California insurance and consumer groups fear the state's healthcare exchange may recruit scammers and thieves to sell insurance.
Consumer groups are raising concern that the state’s health care exchange needs to do more to ensure that people hired as enrollment counselors aren’t thieves and criminals waiting to prey on the innocent. They are worried about the potential for fraud, identity theft and other crimes.
Covered California, the state’s exchange, has hired more than 21,000 enrollment counselors who will provide in-person assistance as a part of the Affordable Care Act (aka “ObamaCare”). These workers, farmed from thousands of community organizations including ethnic associations, chambers of commerce, labor unions and faith-based organizations, will be authorized to help people purchase insurance and navigate the healthcare labyrinth. They will in some cases be privy to personal, medical and financial information including names, social security numbers, addresses, financial information, and even medical histories.
Surely, the state will recruit only those individuals who can demonstrate integrity and honesty, right? If comments from the policy analysis director at the California Pan-Ethnic Health Network, a multicultural health organization, are true, I wouldn’t count on it. Here’s what she said:
"We don't want applicants from communities where the exchange really needs to reach out to being sent away because they made a mistake in the past or bounced a rent check or have maybe a minor drug offense. It doesn't have a bearing on their ability to provide the appropriate assistance to their communities."
A past bounced check does not have a bearing on someone’s ability to provide appropriate assistance? I’ve watched enough TV cop shows to know that past offenders are –often appropriately– among the primary suspects. Yes, it's good to give people second chances and help reformed criminals be reintegrated into society through employment opportunities, but I doubt Bank of America gives someone convicted of fraud and theft the keys to the vault.

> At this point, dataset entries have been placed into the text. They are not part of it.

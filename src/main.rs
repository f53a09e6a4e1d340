use driver_catalog::adapters::outbound::console::StderrProgressReporter;
use driver_catalog::adapters::outbound::filesystem::DirectorySheetSource;
use driver_catalog::adapters::outbound::network::{
    OpenSheetClient, DEFAULT_BASE_URL, DEFAULT_TIMEOUT_SECS,
};
use driver_catalog::application::dto::{CatalogRequest, CatalogResponse, OutputFormat};
use driver_catalog::application::factories::{FormatterFactory, PresenterFactory, PresenterType};
use driver_catalog::application::read_models::CatalogReadModelBuilder;
use driver_catalog::application::use_cases::BuildCatalogUseCase;
use driver_catalog::catalog::domain::SheetSpec;
use driver_catalog::catalog::policies::FieldAliases;
use driver_catalog::cli::Args;
use driver_catalog::config::{discover_config, load_config_from_path, ConfigFile};
use driver_catalog::ports::outbound::{ProgressReporter, SheetSource};
use driver_catalog::shared::error::{CatalogError, ExitCode};
use driver_catalog::shared::Result;
use std::process;
use std::time::Duration;

/// Effective settings after merging the config file and CLI flags
#[derive(Debug)]
struct Settings {
    request: CatalogRequest,
    format: OutputFormat,
    spreadsheet_id: Option<String>,
    base_url: String,
    timeout: Duration,
}

#[tokio::main]
async fn main() {
    let args = Args::parse_args();

    match run(args).await {
        Ok(ExitCode::Success) => {}
        Ok(exit_code) => process::exit(exit_code.as_i32()),
        Err(e) => {
            eprintln!("\n❌ An error occurred:\n");
            eprintln!("{}", e);

            // Display error chain
            for cause in e.chain().skip(1) {
                eprintln!("\nCaused by: {}", cause);
            }

            eprintln!();
            process::exit(ExitCode::ApplicationError.as_i32());
        }
    }
}

async fn run(args: Args) -> Result<ExitCode> {
    let progress_reporter = StderrProgressReporter::new();

    let config = load_config(&args)?;
    if let Some(config) = &config {
        for warning in config.unknown_field_warnings() {
            progress_reporter.report_error(&warning);
        }
    }

    let settings = resolve_settings(&args, config.as_ref())?;

    let response = match &args.from_dir {
        Some(dir) => {
            progress_reporter.report(&format!("📂 Reading sheets from: {}", dir.display()));
            let source = DirectorySheetSource::new(dir)?;
            build_catalog(source, progress_reporter, settings.request).await?
        }
        None => {
            let spreadsheet_id = settings
                .spreadsheet_id
                .as_deref()
                .ok_or(CatalogError::MissingSpreadsheetId)?;
            let source = OpenSheetClient::new(spreadsheet_id, &settings.base_url, settings.timeout)?;
            build_catalog(source, progress_reporter, settings.request).await?
        }
    };

    eprintln!("{}", FormatterFactory::progress_message(settings.format));
    let model = CatalogReadModelBuilder::build(&response);
    let output = FormatterFactory::create(settings.format).format(&model)?;

    let presenter = PresenterFactory::create(PresenterType::from_output(args.output.clone()));
    presenter.present(&output)?;

    if response.used_sample_data {
        Ok(ExitCode::SampleDataUsed)
    } else {
        Ok(ExitCode::Success)
    }
}

async fn build_catalog<S: SheetSource>(
    source: S,
    progress_reporter: StderrProgressReporter,
    request: CatalogRequest,
) -> Result<CatalogResponse> {
    BuildCatalogUseCase::new(source, progress_reporter)
        .execute(request)
        .await
}

fn load_config(args: &Args) -> Result<Option<ConfigFile>> {
    match &args.config {
        Some(path) => Ok(Some(load_config_from_path(path)?)),
        None => discover_config(&std::env::current_dir()?),
    }
}

/// Merges config file values with CLI flags; CLI flags win
fn resolve_settings(args: &Args, config: Option<&ConfigFile>) -> Result<Settings> {
    let sheets = if args.names_sheets() {
        Some(sheets_from_args(args)?)
    } else {
        match config {
            Some(config) => config.sheet_specs()?,
            None => None,
        }
    };

    let aliases = match config {
        Some(config) => config.aliases()?,
        None => FieldAliases::default(),
    };

    let format = match (args.format, config) {
        (Some(format), _) => format,
        (None, Some(config)) => config.output_format()?.unwrap_or_default(),
        (None, None) => OutputFormat::default(),
    };

    let mut builder = CatalogRequest::builder()
        .aliases(aliases)
        .search(args.search.clone().unwrap_or_default())
        .include_tree(args.tree)
        .sample_fallback(!args.no_sample_fallback);
    if let Some(sheets) = sheets {
        builder = builder.sheets(sheets);
    }

    let timeout_secs = args
        .timeout
        .or_else(|| config.and_then(|c| c.timeout_secs))
        .unwrap_or(DEFAULT_TIMEOUT_SECS);

    Ok(Settings {
        request: builder.build()?,
        format,
        spreadsheet_id: args
            .spreadsheet_id
            .clone()
            .or_else(|| config.and_then(|c| c.spreadsheet_id.clone())),
        base_url: args
            .base_url
            .clone()
            .or_else(|| config.and_then(|c| c.base_url.clone()))
            .unwrap_or_else(|| DEFAULT_BASE_URL.to_string()),
        timeout: Duration::from_secs(timeout_secs),
    })
}

/// Tall sheets first, then wide sheets, then firmware sheets
fn sheets_from_args(args: &Args) -> Result<Vec<SheetSpec>> {
    let tall = args.sheets.iter().map(SheetSpec::tall);
    let wide = args
        .wide_sheets
        .iter()
        .map(|name| SheetSpec::wide(name, args.model_columns.iter().cloned()));
    let firmware = args.firmware_sheets.iter().map(SheetSpec::firmware);

    tall.chain(wide).chain(firmware).collect()
}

The state’s Insurance Commissioner Dave Jones and anti-fraud groups are concerned too. According to Jones the exchange does not have a plan to investigate any complaints that might arise once the counselors begin their work such as bogus health care products, identity theft and other abuses.
Last month, Covered California’s board established a code of conduct; adopted regulations to require that enrollment counselors get fingerprinted, undergo background checks, and wear name badges; and adopted plans that include sending out field monitors and "secret shoppers" to screen counselors.
That may not be enough though if –as Jones notes– there is no way to follow-up on fraud complaints and work with law enforcement to prosecute bad behavior.
We’ve seen in the past few weeks that ObamaCare appears to coming apart at the seams as the realities of implementing a behemoth bill at the state level become apparent. Added to the economic pressure on businesses, taxes and penalties to individuals, effect on hiring, and the erosion of our freedoms as Americans, there would be very real concerns about Covered California's carving out a new place for fraud, theft and abuse. And California won’t be the only state to face such challenges.
When we consider that the California health exchange will create incentives for fraud by paying organizations $58 for each successful enrollment and $25 for a renewal, it’s not hard to see how these incentives could drive unscrupulous behavior. Insurance Commissioner Jones says it well, “We can have a real disaster on our hands."